Quem tem debêntures da Americanas terá o mesmo tratamento conferido aos bancos no plano de recuperação judicial

Por DANIELE MADUREIRA E RENATO CARVALHO

SÃO PAULO, SP (FOLHAPRESS) - Quando uma empresa busca capital para expansão, ela emite títulos de crédito e procura no mercado quem deseja comprá-los. Esses títulos são as debêntures, que funcionam como um empréstimo, cujas condições de pagamento, como prazo e juros, ficam previamente acordadas entre as partes ?empresa e debenturista.

No caso da Americanas, uma das maiores varejistas do país, que entrou em recuperação judicial em janeiro com dívidas declaradas de R$ 43 bilhões, não é possível estimar quantas debêntures a empresa tinha no mercado. Mas os debenturistas apareceram indiretamente na lista de credores, pelo fato de os papéis estarem registrados no Deutsche Bank (R$ 5,2 bilhões) e no banco Votorantim (R$ 3,3 bilhões).

As emissões também aparecem no nome das empresas do grupo, como Ame Digital (R$ 975 milhões) e ST Importações (R$ 80,3 milhões).

Na noite de segunda-feira (20), a varejista entregou o seu plano de recuperação judicial e não fez no documento qualquer menção especial aos debenturistas. Conclui-se que eles terão o mesmo tratamento destinado aos credores quirografários, ou seja, os bancos.

Para os credores quirografários, foram apresentadas as seguintes condições: participar de leilão reverso em até 60 dias após homologação do plano (neste caso, leva o pagamento o credor que oferecer o maior desconto, acima de 70%); ou via parcela única em março de 2043, com desconto de 80% sobre o total da dívida.

Questionada pela reportagem se havia condições diferenciadas aos debenturistas, a Americanas informou, em nota, que para os credores financeiros (bancos, debenturistas ou detentores de títulos) interessados em monetizar parte da dívida, "que estejam dispostos a permanecer apostando na companhia, capitalizando uma parte de seus créditos concursais e trocando outra parcela por uma nova dívida de 5 anos e juros de 128% do CDI, o plano oferece um nível de desconto menor do que o ofertado a credores que não tenham interesse nesse relacionamento."

"Os credores financeiros têm como opção no plano o leilão reverso de dívidas, capitalização com recompra e dívida nova, e a dívida subordinada, com prazo maior.

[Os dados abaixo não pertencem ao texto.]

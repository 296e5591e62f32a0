use std::net::SocketAddr;
use std::time::Duration;

use anyhow::Result;
use dotenvy::dotenv;
use tokio::signal;
use tracing::{error, info, warn};
use tracing_subscriber::EnvFilter;

use drivelog::config::{DatabaseConfig, EnvironmentConfig, StorageBackend};
use drivelog::database::DatabaseConnection;
use drivelog::repositories::Repositories;
use drivelog::services::blob_storage::LocalBlobStore;
use drivelog::{create_router, AppState};

const UPLOAD_CLEANUP_INTERVAL: Duration = Duration::from_secs(300);

#[tokio::main]
async fn main() -> Result<()> {
    // Cargar variables de entorno
    dotenv().ok();

    // Configurar logging
    tracing_subscriber::fmt()
        .with_env_filter(
            EnvFilter::try_from_default_env()
                .unwrap_or_else(|_| EnvFilter::new("drivelog=debug,tower_http=info")),
        )
        .init();

    info!("🚗 DriveLog - Fahrtenbuch API");
    info!("============================");

    let config = EnvironmentConfig::from_env()?;

    let repositories = match config.storage_backend {
        StorageBackend::Postgres => {
            let db_config = DatabaseConfig::from_env()?;
            let db_connection = match DatabaseConnection::connect(&db_config).await {
                Ok(conn) => conn,
                Err(e) => {
                    error!("❌ Error conectando a la base de datos: {}", e);
                    return Err(anyhow::anyhow!("Error de base de datos: {}", e));
                }
            };
            Repositories::postgres(db_connection.pool().clone())
        }
        StorageBackend::Memory => {
            warn!("⚠️ STORAGE_BACKEND=memory: los datos se pierden al reiniciar");
            Repositories::in_memory()
        }
    };

    let blobs = LocalBlobStore::open(&config.upload_dir).await?;
    info!("📁 Archivos en {}", config.upload_dir.display());

    let addr: SocketAddr = config.server_url().parse()?;
    let app_state = AppState::new(repositories, config, blobs);

    // Purga periódica de subidas nunca adjuntadas
    let cleanup_state = app_state.clone();
    tokio::spawn(async move {
        let mut interval = tokio::time::interval(UPLOAD_CLEANUP_INTERVAL);
        loop {
            interval.tick().await;
            cleanup_state.cleanup_expired_uploads().await;
        }
    });

    let app = create_router(app_state);

    info!("🌐 Servidor iniciando en http://{}", addr);
    info!("🔍 Endpoints disponibles:");
    info!("   GET  /health");
    info!("   POST /api/auth/sign-up | /api/auth/sign-in");
    info!("   GET|PUT /api/users/me");
    info!("   POST /api/companies | GET /api/companies/current[/overview] | PUT /api/companies/:id");
    info!("   GET /api/drivers | POST /api/drivers/invite | DELETE /api/drivers/:profile_id");
    info!("   /api/vehicles[/:id][/assignments] | GET /api/vehicles/assigned");
    info!("   /api/trips[/:id] | GET /api/trips/mine | /api/trips/:id/attachments");
    info!("   POST /api/uploads/url | POST /api/uploads/:ticket | /api/attachments/:id[/content]");

    let listener = tokio::net::TcpListener::bind(addr).await?;
    axum::serve(listener, app)
        .with_graceful_shutdown(shutdown_signal())
        .await
        .map_err(|e| {
            error!("❌ Error del servidor: {}", e);
            e
        })?;

    info!("👋 Servidor terminado");
    Ok(())
}

/// Señal de apagado graceful
async fn shutdown_signal() {
    let ctrl_c = async {
        if let Err(e) = signal::ctrl_c().await {
            error!("❌ No se pudo instalar el handler de Ctrl+C: {}", e);
            std::future::pending::<()>().await;
        }
    };

    #[cfg(unix)]
    let terminate = async {
        match signal::unix::signal(signal::unix::SignalKind::terminate()) {
            Ok(mut stream) => {
                stream.recv().await;
            }
            Err(e) => {
                error!("❌ No se pudo instalar el handler de SIGTERM: {}", e);
                std::future::pending::<()>().await;
            }
        }
    };

    #[cfg(not(unix))]
    let terminate = std::future::pending::<()>();

    tokio::select! {
        _ = ctrl_c => {
            info!("🛑 Señal Ctrl+C recibida, apagando servidor...");
        },
        _ = terminate => {
            info!("🛑 Señal de terminación recibida, apagando servidor...");
        },
    }
}
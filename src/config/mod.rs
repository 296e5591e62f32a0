//! Configuración del proyecto
//!
//! Este módulo contiene la configuración de base de datos, variables de entorno
//! y otras configuraciones del sistema.

pub mod database;
pub mod environment;

pub use database::DatabaseConfig;
pub use environment::*;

O deságio médio considerando as quatro modalidades atinge 45%", diz a nota.

"Os debenturistas ou donos de títulos podem ainda individualizar créditos coletivos, de forma que investidores individuais podem decidir pela tomada de crédito por leilão reverso, capitalização ou de forma subordinada", informou a varejista, ressaltando que segue em conversas com credores, incluindo debenturistas, para chegar a um acordo.

"Esse plano é um insulto", diz Aurélio Valporto, presidente da Abradin (Associação Brasileira de Investidores). "Oferecer um haircut [corte na dívida] de 80% e pagamento para daqui 20 anos, praticamente sem juros, apenas com a correção pela TR [taxa referencial] é algo vergonhoso", afirma o executivo.

A Abradin foi convidada pela CVM (Comissão de Valores Imobiliários) para acompanhar as investigações acerca do escândalo contábil de R$ 20 bilhões que deu origem à crise na Americanas.

No mês passado, o escritório Felsberg Advogados foi contratado para representar debenturistas das Americanas na negociação com os principais acionistas da empresa ?o trio de bilionários Jorge Paulo Lemann, Marcel Telles e Beto Sicupira. O escritório representava debenturistas que têm entre R$ 4 bilhões e R$ 5 bilhões em dívidas.

"Agora pelo menos nós já temos um plano sobre o qual discutir, o que já é algum avanço", disse o advogado Thomas Benes Felsberg, sócio fundador do Felsberg Advogados, lembrando que a Americanas deixou praticamente todos os credores na classe 3, de quirografários, sem garantia.

"As dívidas com as demais classes, trabalhistas e micro e pequenas empresas, somam menos de R$ 200 milhões", afirma. O Felsberg também está sendo procurado por detentores de títulos de dívida, chamados de "bondholders", que somam cerca de R$ 6 bilhões junto à Americanas.

Para que o plano seja homologado, a varejista precisa entrar em acordo com 50% dos credores mais um. A princípio, os credores queriam que os principais acionistas injetassem ao menos R$ 15 bilhões ?agora, aceitam R$ 12 bilhões. O último aceno do trio de bilionários, uma capitalização de R$ 10 bilhões, é a que consta no plano.